What does the record_feedback tool do? +

Record user feedback on a finding — mark it as a true positive (tp), false positive (fp), or won. It is categorised as a Execute tool in the Judges Panel MCP Server, which means it can trigger actions or run processes. Use rate limits and argument validation.

How do I enforce a policy on record_feedback? +

Register the Judges Panel MCP server in PolicyLayer and add a rule for record_feedback: allow, deny, rate-limit, or require approval. Point your MCP client at the PolicyLayer proxy URL and the rule is enforced on every call, before it reaches Judges Panel. Nothing to install.

What risk level is record_feedback? +

record_feedback is a Execute tool with high risk. Execute tools should be rate-limited and have argument validation enabled.

Can I rate-limit record_feedback? +

Yes. Add a rate_limit block to the record_feedback rule in your PolicyLayer policy. For example, setting max: 10 and window: 60 limits the tool to 10 calls per minute. Rate limits are tracked per agent session and reset automatically.

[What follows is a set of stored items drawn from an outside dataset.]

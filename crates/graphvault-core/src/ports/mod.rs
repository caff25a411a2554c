//! Port definitions (hexagonal boundaries)
//!
//! - `transport`: capability traits the graph adapter implements
//! - `store`: the collection interface the snapshot store consumes
//! - `selector`: the folder predicate evaluated during enumeration

pub mod selector;
pub mod store;
pub mod transport;

pub use selector::{AnyFolder, FolderMatcher, PrefixMatcher};
pub use store::{BackupCollection, BackupItem, InfoKind, ItemInfo, LazyData, PrevRef, PrevRefs};
pub use transport::{
    AddedAndRemoved, ContainerClient, ContainerInfo, DeltaPage, Drive, DriveClient, DriveItem,
    ItemPager, ListClient, MailboxClient, ParentRef, Permission,
};
//! Run counters
//!
//! Tracks what an enumeration touched. Counters are plain additive data;
//! anything concurrent accumulates locally and merges at a join point.

use serde::{Deserialize, Serialize};

/// Counts from one backup run (or one slice of it)
#[derive(Debug, Clone, Copy, Default, PartialEq, Eq, Serialize, Deserialize)]
pub struct RunStats {
    /// Items enqueued for backup, including metadata sidecars' primaries
    #[serde(default, skip_serializing_if = "is_zero")]
    pub items: u64,
    /// Files among the items (deletes included, matching what streams)
    #[serde(default, skip_serializing_if = "is_zero")]
    pub files: u64,
    /// Containers that materialized as collections
    #[serde(default, skip_serializing_if = "is_zero")]
    pub containers: u64,
    /// Drives enumerated
    #[serde(default, skip_serializing_if = "is_zero")]
    pub drives: u64,
}

#[allow(clippy::trivially_copy_pass_by_ref)]
fn is_zero(n: &u64) -> bool {
    *n == 0
}

impl RunStats {
    /// Fold another slice of counters into this one
    pub fn merge(&mut self, other: RunStats) {
        self.items += other.items;
        self.files += other.files;
        self.containers += other.containers;
        self.drives += other.drives;
    }
}

#[cfg(test)]
mod tests {
    use super::*;

    #[test]
    fn merge_is_additive() {
        let mut a = RunStats {
            items: 3,
            files: 2,
            containers: 1,
            drives: 1,
        };
        a.merge(RunStats {
            items: 4,
            files: 4,
            containers: 2,
            drives: 0,
        });

        assert_eq!(
            a,
            RunStats {
                items: 7,
                files: 6,
                containers: 3,
                drives: 1,
            }
        );
    }
}
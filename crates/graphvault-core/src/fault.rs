//! Fault aggregation for partial-failure runs
//!
//! A backup run touches thousands of items; one malformed item must not take
//! the run down unless the caller asked for fail-fast behavior. The bus
//! records per-item failures up to a cap, keeps an exact total, and carries
//! at most one fatal failure that aborts the run.

use std::sync::atomic::{AtomicBool, Ordering};
use std::sync::{Arc, Mutex};

use crate::domain::EngineError;

/// How many recoverable errors are kept verbatim; beyond this only the
/// count grows
pub const MAX_RECORDED_FAULTS: usize = 10;

#[derive(Debug, Default)]
struct Inner {
    failure: Option<EngineError>,
    recovered: Vec<EngineError>,
    total_recovered: usize,
}

/// Shared fault sink for one run
///
/// Cloned handles (via `Arc`) are passed to every fan-out site. With
/// fail-fast set, the first recoverable error is promoted to the fatal slot
/// and peers observe it through [`FaultBus::aborted`] at their next
/// submission point.
#[derive(Debug)]
pub struct FaultBus {
    fail_fast: bool,
    inner: Mutex<Inner>,
}

impl FaultBus {
    #[must_use]
    pub fn new(fail_fast: bool) -> Arc<Self> {
        Arc::new(Self {
            fail_fast,
            inner: Mutex::new(Inner::default()),
        })
    }

    /// Record a run-aborting failure. The first failure wins; later ones
    /// are downgraded to recoverable records so they aren't lost.
    pub fn fail(&self, err: EngineError) {
        let mut inner = self.inner.lock().expect("fault bus poisoned");
        if inner.failure.is_none() {
            tracing::error!(error = %err, "run failed");
            inner.failure = Some(err);
        } else {
            push_recovered(&mut inner, err);
        }
    }

    /// Record a per-item error that the run can survive
    pub fn add_recoverable(&self, err: EngineError) {
        if self.fail_fast {
            self.fail(err);
            return;
        }

        let mut inner = self.inner.lock().expect("fault bus poisoned");
        tracing::warn!(error = %err, "recoverable fault");
        push_recovered(&mut inner, err);
    }

    /// True once a fatal failure is registered; fan-out sites poll this
    /// between submissions
    #[must_use]
    pub fn aborted(&self) -> bool {
        self.inner
            .lock()
            .expect("fault bus poisoned")
            .failure
            .is_some()
    }

    /// The fatal failure, if any
    #[must_use]
    pub fn failure(&self) -> Option<EngineError> {
        self.inner
            .lock()
            .expect("fault bus poisoned")
            .failure
            .clone()
    }

    /// Snapshot of the current fault state
    #[must_use]
    pub fn snapshot(&self) -> FaultSnapshot {
        let inner = self.inner.lock().expect("fault bus poisoned");
        FaultSnapshot {
            failure: inner.failure.clone(),
            recovered: inner.recovered.clone(),
            total_recovered: inner.total_recovered,
        }
    }

    /// A local tracker for one fan-out site
    #[must_use]
    pub fn tracker(self: &Arc<Self>) -> FaultTracker {
        FaultTracker {
            bus: Arc::clone(self),
            local_failure: Arc::new(AtomicBool::new(false)),
        }
    }
}

fn push_recovered(inner: &mut Inner, err: EngineError) {
    if inner.recovered.len() < MAX_RECORDED_FAULTS {
        inner.recovered.push(err);
    }
    inner.total_recovered += 1;
}

/// Frozen view of the bus, returned with the operation result
#[derive(Debug, Clone)]
pub struct FaultSnapshot {
    /// The failure that aborted the run, if any
    pub failure: Option<EngineError>,
    /// Up to [`MAX_RECORDED_FAULTS`] recoverable errors, in arrival order
    pub recovered: Vec<EngineError>,
    /// Exact count of recoverable errors, including unrecorded ones
    pub total_recovered: usize,
}

impl FaultSnapshot {
    #[must_use]
    pub fn is_clean(&self) -> bool {
        self.failure.is_none() && self.total_recovered == 0
    }
}

/// Per-site view over the shared bus
///
/// A tracker remembers whether its own site contributed an error, so a loop
/// can stop submitting work for its scope without consulting the global
/// fail-fast state.
#[derive(Debug, Clone)]
pub struct FaultTracker {
    bus: Arc<FaultBus>,
    local_failure: Arc<AtomicBool>,
}

impl FaultTracker {
    /// Record an error for this site
    pub fn add(&self, err: EngineError) {
        self.local_failure.store(true, Ordering::SeqCst);
        self.bus.add_recoverable(err);
    }

    /// True when this site recorded an error, or the whole run aborted
    #[must_use]
    pub fn failed(&self) -> bool {
        self.local_failure.load(Ordering::SeqCst) || self.bus.aborted()
    }
}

How do I block record_feedback completely? +

Set action: deny in the PolicyLayer policy for record_feedback. The AI agent will receive a policy violation error and cannot call the tool. You can also include a reason field to explain why the tool is blocked.

What MCP server provides record_feedback? +

record_feedback is provided by the Judges Panel MCP server (@kevinrabun/judges). PolicyLayer sits as a proxy in front of this server to enforce policies before tool calls reach the server.

Enforce policy on every Judges Panel tool call.

Deterministic rules across all 78 Judges Panel tools. Per-identity grants. Full audit log. Live in minutes. Nothing to install.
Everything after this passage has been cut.